Goal of the exercise: Count every line in the data below where the word "AudioSystem" appears, then state only that count.

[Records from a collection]
[Start of section]
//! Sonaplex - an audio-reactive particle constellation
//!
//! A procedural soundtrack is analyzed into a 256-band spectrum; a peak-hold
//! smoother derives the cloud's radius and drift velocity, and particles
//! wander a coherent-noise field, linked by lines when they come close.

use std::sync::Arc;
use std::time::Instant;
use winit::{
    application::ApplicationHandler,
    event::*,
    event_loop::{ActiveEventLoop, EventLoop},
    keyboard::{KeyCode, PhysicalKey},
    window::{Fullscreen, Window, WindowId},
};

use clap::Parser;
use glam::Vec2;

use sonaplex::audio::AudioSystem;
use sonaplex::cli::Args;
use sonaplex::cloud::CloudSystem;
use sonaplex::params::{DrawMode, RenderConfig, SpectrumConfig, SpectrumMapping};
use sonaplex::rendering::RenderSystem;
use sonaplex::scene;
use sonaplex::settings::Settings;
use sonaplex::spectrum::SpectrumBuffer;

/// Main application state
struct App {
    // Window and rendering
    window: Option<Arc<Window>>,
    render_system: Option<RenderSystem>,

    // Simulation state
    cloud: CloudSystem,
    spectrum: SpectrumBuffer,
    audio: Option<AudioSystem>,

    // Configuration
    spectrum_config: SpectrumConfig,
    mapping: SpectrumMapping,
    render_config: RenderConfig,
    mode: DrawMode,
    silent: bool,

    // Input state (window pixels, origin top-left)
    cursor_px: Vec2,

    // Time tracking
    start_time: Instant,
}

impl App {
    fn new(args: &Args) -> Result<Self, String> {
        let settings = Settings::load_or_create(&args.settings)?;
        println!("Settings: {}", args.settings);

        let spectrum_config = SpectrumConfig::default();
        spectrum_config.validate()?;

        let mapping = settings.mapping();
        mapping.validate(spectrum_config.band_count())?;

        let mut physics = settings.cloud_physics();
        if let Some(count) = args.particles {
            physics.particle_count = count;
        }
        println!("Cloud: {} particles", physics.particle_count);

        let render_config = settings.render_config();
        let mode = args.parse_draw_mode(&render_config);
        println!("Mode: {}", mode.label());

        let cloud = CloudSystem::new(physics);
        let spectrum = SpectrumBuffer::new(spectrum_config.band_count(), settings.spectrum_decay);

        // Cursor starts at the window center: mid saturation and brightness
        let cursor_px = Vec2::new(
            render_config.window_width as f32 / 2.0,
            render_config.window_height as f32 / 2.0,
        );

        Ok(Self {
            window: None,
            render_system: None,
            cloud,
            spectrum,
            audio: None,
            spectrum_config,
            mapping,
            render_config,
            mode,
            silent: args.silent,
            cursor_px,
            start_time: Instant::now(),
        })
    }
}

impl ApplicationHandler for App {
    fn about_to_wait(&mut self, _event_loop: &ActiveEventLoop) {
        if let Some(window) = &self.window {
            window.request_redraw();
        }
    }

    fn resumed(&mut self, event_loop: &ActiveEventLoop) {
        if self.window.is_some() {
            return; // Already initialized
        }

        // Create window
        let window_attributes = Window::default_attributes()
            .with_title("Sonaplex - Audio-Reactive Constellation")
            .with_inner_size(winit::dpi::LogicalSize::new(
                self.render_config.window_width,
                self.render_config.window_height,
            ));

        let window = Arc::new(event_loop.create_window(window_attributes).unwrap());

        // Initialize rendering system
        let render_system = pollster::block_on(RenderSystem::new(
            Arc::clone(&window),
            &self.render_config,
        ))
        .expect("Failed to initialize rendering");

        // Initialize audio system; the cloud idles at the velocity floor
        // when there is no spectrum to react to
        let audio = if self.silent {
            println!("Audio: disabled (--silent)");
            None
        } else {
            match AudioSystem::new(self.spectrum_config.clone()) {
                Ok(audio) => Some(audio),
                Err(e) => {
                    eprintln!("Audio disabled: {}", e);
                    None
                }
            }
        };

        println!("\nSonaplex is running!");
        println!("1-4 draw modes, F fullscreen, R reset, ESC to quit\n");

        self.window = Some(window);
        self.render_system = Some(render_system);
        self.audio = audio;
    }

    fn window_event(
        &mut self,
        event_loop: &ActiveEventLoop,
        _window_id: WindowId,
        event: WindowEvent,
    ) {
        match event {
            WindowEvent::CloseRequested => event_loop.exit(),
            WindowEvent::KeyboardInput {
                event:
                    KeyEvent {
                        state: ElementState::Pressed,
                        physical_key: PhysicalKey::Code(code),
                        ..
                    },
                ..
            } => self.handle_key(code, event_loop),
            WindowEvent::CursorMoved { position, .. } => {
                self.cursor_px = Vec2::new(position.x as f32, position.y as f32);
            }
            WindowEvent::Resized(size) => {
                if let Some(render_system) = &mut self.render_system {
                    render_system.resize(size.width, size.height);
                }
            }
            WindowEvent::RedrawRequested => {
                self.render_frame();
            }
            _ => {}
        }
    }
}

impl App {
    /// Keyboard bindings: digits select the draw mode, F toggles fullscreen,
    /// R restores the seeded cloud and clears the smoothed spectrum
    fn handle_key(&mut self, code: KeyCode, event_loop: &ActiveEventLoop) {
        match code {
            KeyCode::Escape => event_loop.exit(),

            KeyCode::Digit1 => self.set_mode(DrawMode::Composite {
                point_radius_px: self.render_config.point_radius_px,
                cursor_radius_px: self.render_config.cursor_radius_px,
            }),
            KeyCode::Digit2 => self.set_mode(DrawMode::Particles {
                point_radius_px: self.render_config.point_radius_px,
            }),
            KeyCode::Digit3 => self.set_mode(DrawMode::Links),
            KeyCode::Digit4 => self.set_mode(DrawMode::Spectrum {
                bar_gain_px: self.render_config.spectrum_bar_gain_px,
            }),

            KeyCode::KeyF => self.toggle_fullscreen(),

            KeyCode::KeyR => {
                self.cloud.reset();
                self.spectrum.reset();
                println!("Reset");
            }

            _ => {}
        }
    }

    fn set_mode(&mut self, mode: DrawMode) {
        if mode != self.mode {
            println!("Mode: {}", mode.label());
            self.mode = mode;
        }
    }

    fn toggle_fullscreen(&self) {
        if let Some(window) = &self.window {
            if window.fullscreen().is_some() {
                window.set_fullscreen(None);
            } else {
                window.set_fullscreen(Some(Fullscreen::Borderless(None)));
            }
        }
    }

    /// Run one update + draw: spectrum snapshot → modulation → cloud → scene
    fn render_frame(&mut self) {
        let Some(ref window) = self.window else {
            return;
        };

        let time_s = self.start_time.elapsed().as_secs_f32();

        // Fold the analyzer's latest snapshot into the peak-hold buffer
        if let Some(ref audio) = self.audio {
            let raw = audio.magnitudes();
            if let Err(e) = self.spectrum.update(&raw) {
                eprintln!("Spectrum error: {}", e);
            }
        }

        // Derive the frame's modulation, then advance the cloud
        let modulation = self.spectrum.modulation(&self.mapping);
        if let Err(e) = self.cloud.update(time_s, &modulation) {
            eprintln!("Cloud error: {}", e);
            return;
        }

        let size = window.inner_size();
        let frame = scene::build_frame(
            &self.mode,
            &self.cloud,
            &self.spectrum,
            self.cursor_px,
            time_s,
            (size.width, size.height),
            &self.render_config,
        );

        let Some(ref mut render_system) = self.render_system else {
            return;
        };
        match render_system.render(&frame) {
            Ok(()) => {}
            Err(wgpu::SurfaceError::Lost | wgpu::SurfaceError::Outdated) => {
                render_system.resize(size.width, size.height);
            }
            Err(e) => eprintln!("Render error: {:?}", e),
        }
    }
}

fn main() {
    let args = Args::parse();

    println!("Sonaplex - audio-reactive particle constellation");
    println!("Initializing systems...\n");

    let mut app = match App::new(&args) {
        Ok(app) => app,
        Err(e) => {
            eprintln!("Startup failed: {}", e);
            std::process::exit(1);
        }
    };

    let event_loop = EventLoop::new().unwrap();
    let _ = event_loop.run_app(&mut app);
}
[End of section]
Answer below: 3